This week, our focus will be on bringing into understanding macro-aggressions and in doing so, expanding our definition of “A Starbucks Moment,” named after the April 2018 incident at a Philadelphia Starbucks store where a white manager contacted police to have two black men removed from the premises.  No charges were filed, and the two men were eventually released, but the incident was still publicly humiliating and psychologically traumatic for the two individuals involved.  It has also struck fear within the psychological self of black men for themselves and the black community in general.

Starbucks Moments occur in many aspects of commercial, professional, societal and community aspects of American life.  These incidents demonstrate the powerlessness of the black community as a group, and clearly outlines the danger to black people of any white person’s sudden fear, desire, or whim to seek the removal of a black person from public premises.  These incidents are more of a statement about how black people are viewed by white people in this country.

There are some historical and inter-generational themes deriving from slavery, segregation and domestic terrorism that echo in the interactions between both groups.  These themes involve:

  • Power versus the lack of power
  • Primary citizenship versus secondary citizenship
  • Dominance versus non-dominance
  • Privilege versus lacking privilege
  • View & Interconnection of Policing & Law Enforcement

These underlying themes illustrate the difference between a micro-aggression and a Starbucks Moment, which is a macro-aggression.

The willingness of white people to utilize the police to relieve their discomfort around black people becomes a covert way of gentrifying and removal of black bodies from spaces in which they would otherwise be welcome. It truly is aggression on a larger scale—a macro-aggression. It is the willingness of whites to utilize physical and possibly deadly force to effect the removal of the black person from the vicinity.

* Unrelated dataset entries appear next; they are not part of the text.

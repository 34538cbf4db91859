//! RatioEngine: the financial-metrics table.
//!
//! Restricts the ledger to the income statement (report 4), the summary
//! (report 1), and the client counts (report 10), enriches the first two
//! with synthetic rows (operating revenue, ROA, ROE), and concatenates the
//! three subsets. Synthetic rows carry the `"Calculated"` provenance marker
//! so downstream consumers can tell derived from reported quantities.

use std::collections::BTreeMap;

use bacen_core::components::{
    ACTIVE_CLIENTS, CALCULATED, EQUITY, NET_INCOME, OPERATING_REVENUE, OPERATING_REVENUE_PARTS,
    ROA, ROE, TOTAL_ASSETS,
};
use bacen_core::period::Quarter;
use bacen_core::types::LineItem;
use chrono::NaiveDate;
use tracing::debug;

/// Income statement (Demonstração de Resultado).
const DRE_REPORT: u16 = 4;
/// Summary (Resumo).
const RESUMO_REPORT: u16 = 1;
/// Client and operation counts.
const CLIENTES_REPORT: u16 = 10;

/// Grouping key: one institution in one reporting month.
type GroupKey = (String, Option<String>, NaiveDate);

/// Everything a synthetic row inherits from its group.
#[derive(Clone)]
struct GroupTemplate {
    institution_code: String,
    institution_name: Option<String>,
    report_number: u16,
    report_name: String,
    period_month: NaiveDate,
}

impl GroupTemplate {
    fn from_row(row: &LineItem) -> Self {
        Self {
            institution_code: row.institution_code.clone(),
            institution_name: row.institution_name.clone(),
            report_number: row.report_number,
            report_name: row.report_name.clone(),
            period_month: row.period_month,
        }
    }

    /// Builds a synthetic row with the `"Calculated"` provenance marker.
    fn calculated_row(&self, column_name: &str, value: f64) -> LineItem {
        LineItem {
            institution_code: self.institution_code.clone(),
            institution_name: self.institution_name.clone(),
            report_number: self.report_number,
            report_name: self.report_name.clone(),
            group: CALCULATED.to_string(),
            account: Some(CALCULATED.to_string()),
            column_name: column_name.to_string(),
            category_key: format!("{CALCULATED}_{column_name}"),
            period_month: self.period_month,
            period_quarter: Quarter::from(self.period_month),
            value,
        }
    }
}

fn group_key(row: &LineItem) -> GroupKey {
    (
        row.institution_code.clone(),
        row.institution_name.clone(),
        row.period_month,
    )
}

/// Synthetic operating-revenue rows: per (institution, month) group in the
/// income statement, the sum of the four revenue component labels.
///
/// Groups reporting none of the four components get no synthetic row.
fn operating_revenue_rows(dre: &[&LineItem]) -> Vec<LineItem> {
    let mut groups: BTreeMap<GroupKey, (GroupTemplate, f64)> = BTreeMap::new();

    for row in dre {
        if !OPERATING_REVENUE_PARTS.contains(&row.column_name.as_str()) {
            continue;
        }
        groups
            .entry(group_key(row))
            .and_modify(|(_, sum)| *sum += row.value)
            .or_insert_with(|| (GroupTemplate::from_row(row), row.value));
    }

    groups
        .into_values()
        .map(|(template, sum)| template.calculated_row(OPERATING_REVENUE, sum))
        .collect()
}

/// A ratio is undefined data, not an error: zero or missing inputs yield NaN
/// and the NaN flows through to the persisted table.
fn ratio(numerator: Option<f64>, denominator: Option<f64>) -> f64 {
    match (numerator, denominator) {
        (Some(n), Some(d)) if d != 0.0 => n / d,
        _ => f64::NAN,
    }
}

/// Synthetic ROA/ROE rows: the summary subset is pivoted per (institution,
/// month) into a label map, the two ratios are computed, and un-pivoted back
/// into rows. Every summary group gets both rows, NaN-valued or not.
fn ratio_rows(resumo: &[&LineItem]) -> Vec<LineItem> {
    let mut groups: BTreeMap<GroupKey, (GroupTemplate, BTreeMap<String, f64>)> = BTreeMap::new();

    for row in resumo {
        let (_, labels) = groups
            .entry(group_key(row))
            .or_insert_with(|| (GroupTemplate::from_row(row), BTreeMap::new()));
        // First reported value wins on duplicate labels.
        labels.entry(row.column_name.clone()).or_insert(row.value);
    }

    let mut rows = Vec::with_capacity(groups.len() * 2);
    for (template, labels) in groups.into_values() {
        let net_income = labels.get(NET_INCOME).copied();
        let roa = ratio(net_income, labels.get(TOTAL_ASSETS).copied());
        let roe = ratio(net_income, labels.get(EQUITY).copied());
        rows.push(template.calculated_row(ROA, roa));
        rows.push(template.calculated_row(ROE, roe));
    }
    rows
}

/// Builds the financial-metrics table from the cleaned ledger.
///
/// Output rows: the full income-statement subset plus its synthetic
/// operating-revenue rows, the full summary subset plus its synthetic
/// ROA/ROE rows, and the client-count subset restricted to the
/// active-clients label. Row order within the concatenation carries no
/// meaning; consumers group by label.
#[must_use]
pub fn build_financial_metrics(ledger: &[LineItem]) -> Vec<LineItem> {
    let dre: Vec<&LineItem> = ledger
        .iter()
        .filter(|r| r.report_number == DRE_REPORT)
        .collect();
    let resumo: Vec<&LineItem> = ledger
        .iter()
        .filter(|r| r.report_number == RESUMO_REPORT)
        .collect();
    let clientes: Vec<&LineItem> = ledger
        .iter()
        .filter(|r| r.report_number == CLIENTES_REPORT && r.column_name == ACTIVE_CLIENTS)
        .collect();

    let revenue = operating_revenue_rows(&dre);
    let ratios = ratio_rows(&resumo);

    let mut rows: Vec<LineItem> = Vec::with_capacity(
        dre.len() + revenue.len() + resumo.len() + ratios.len() + clientes.len(),
    );
    rows.extend(dre.into_iter().cloned());
    rows.extend(revenue);
    rows.extend(resumo.into_iter().cloned());
    rows.extend(ratios);
    rows.extend(clientes.into_iter().cloned());

    debug!(rows = rows.len(), "built financial metrics table");
    rows
}

#[cfg(test)]
mod tests {
    use super::*;
    use bacen_core::components::OPERATING_REVENUE_PARTS;

    fn item(report_number: u16, report_name: &str, column_name: &str, value: f64) -> LineItem {
        let month = NaiveDate::from_ymd_opt(2024, 9, 1).unwrap();
        LineItem {
            institution_code: "00000001".to_string(),
            institution_name: Some("BANCO EXEMPLO S.A.".to_string()),
            report_number,
            report_name: report_name.to_string(),
            group: "nagroup".to_string(),
            account: None,
            column_name: column_name.to_string(),
            category_key: format!("{report_name}_nagroup_{column_name}"),
            period_month: month,
            period_quarter: Quarter::from(month),
            value,
        }
    }

    fn find<'a>(rows: &'a [LineItem], column: &str) -> Option<&'a LineItem> {
        rows.iter().find(|r| r.column_name == column)
    }

    #[test]
    fn test_operating_revenue_sums_the_four_parts() {
        let ledger = vec![
            item(4, "Demonstração de Resultado", OPERATING_REVENUE_PARTS[0], 100.0),
            item(4, "Demonstração de Resultado", OPERATING_REVENUE_PARTS[1], 25.0),
            item(4, "Demonstração de Resultado", OPERATING_REVENUE_PARTS[2], 10.0),
            item(4, "Demonstração de Resultado", OPERATING_REVENUE_PARTS[3], 5.0),
            item(4, "Demonstração de Resultado", "Despesas de Pessoal \n(d3)", -50.0),
        ];
        let rows = build_financial_metrics(&ledger);

        let synthetic = find(&rows, OPERATING_REVENUE).unwrap();
        assert_eq!(synthetic.value, 140.0);
        assert_eq!(synthetic.group, CALCULATED);
        assert_eq!(synthetic.account.as_deref(), Some(CALCULATED));
        assert_eq!(synthetic.category_key, "Calculated_Receita Operacional");
        // Reported rows survive unchanged alongside the synthetic one.
        assert_eq!(rows.len(), 6);
    }

    #[test]
    fn test_partial_revenue_components_still_sum() {
        let ledger = vec![item(
            4,
            "Demonstração de Resultado",
            OPERATING_REVENUE_PARTS[0],
            100.0,
        )];
        let rows = build_financial_metrics(&ledger);
        assert_eq!(find(&rows, OPERATING_REVENUE).unwrap().value, 100.0);
    }

    #[test]
    fn test_roa_roe_from_summary_pivot() {
        let ledger = vec![
            item(1, "Resumo", NET_INCOME, 50.0),
            item(1, "Resumo", TOTAL_ASSETS, 1000.0),
            item(1, "Resumo", EQUITY, 200.0),
        ];
        let rows = build_financial_metrics(&ledger);

        assert_eq!(find(&rows, ROA).unwrap().value, 0.05);
        assert_eq!(find(&rows, ROE).unwrap().value, 0.25);
        assert_eq!(find(&rows, ROA).unwrap().category_key, "Calculated_ROA");
    }

    #[test]
    fn test_zero_or_missing_denominator_yields_nan() {
        let ledger = vec![
            item(1, "Resumo", NET_INCOME, 50.0),
            item(1, "Resumo", TOTAL_ASSETS, 0.0),
        ];
        let rows = build_financial_metrics(&ledger);

        // Zero denominator.
        assert!(find(&rows, ROA).unwrap().value.is_nan());
        // Missing denominator (no equity row at all).
        assert!(find(&rows, ROE).unwrap().value.is_nan());
    }

    #[test]
    fn test_client_subset_restricted_to_active_clients() {
        let ledger = vec![
            item(10, "Clientes", ACTIVE_CLIENTS, 1200.0),
            item(10, "Clientes", "Quantidade de operações ativas", 9999.0),
        ];
        let rows = build_financial_metrics(&ledger);
        assert_eq!(rows.len(), 1);
        assert_eq!(rows[0].column_name, ACTIVE_CLIENTS);
    }

    #[test]
    fn test_other_reports_are_excluded() {
        let ledger = vec![item(11, "Carteira PF", "Total", 1.0)];
        assert!(build_financial_metrics(&ledger).is_empty());
    }
}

This is intensified by the willingness of white individuals to allege that the black person is engaged in criminal activity or may be armed and dangerous when it is not true.   In doing so, the responding police officers arrive on the scene prepared and expecting to use physical violence or deadly force to effect the removal.

Consider the following questions:

  • What would possess a white person to see a black person and from that observation have an emotional reaction? Answer: SHOCK
  • What would cause a white individual to seek out protection from the police? Answer: FEAR
  • What would cause a white person to be deceitful and manipulate the police to believe that the black man is armed and dangerous? Answer: TERROR

The immediate reaction of shock, fear and terror is an indication that the white person is also psychologically impacted when faced with their own internalized perceptions. This happened to myself and a patient of mine recently in my office building.

As my patient and I were walking down the hallway, passing the restrooms, a young white female child comes running out the restroom, promptly followed by her father.  The father sees us, two black men, in the hallway, is startled, and moves protectively towards his daughter. He cautiously leaves the area.  In his body language, I observe the following:

  • Shock– There is two black men in this professional building. They clearly do not belong here.
  • Fear-There is two of them and only one of me.
  • Terror-They are going to rape and kill my daughter.

My patient and I nodded to each other.  We were both keenly aware of and psychologically impacted by the father’s reaction.  Through no fault of our own, we were subjected to the unwitting assumptions and fears of the white man in the hallway, and as a result, we were all at risk of that Starbucks Moment—the police being called on us for simply being the wrong color in the wrong place at the wrong time.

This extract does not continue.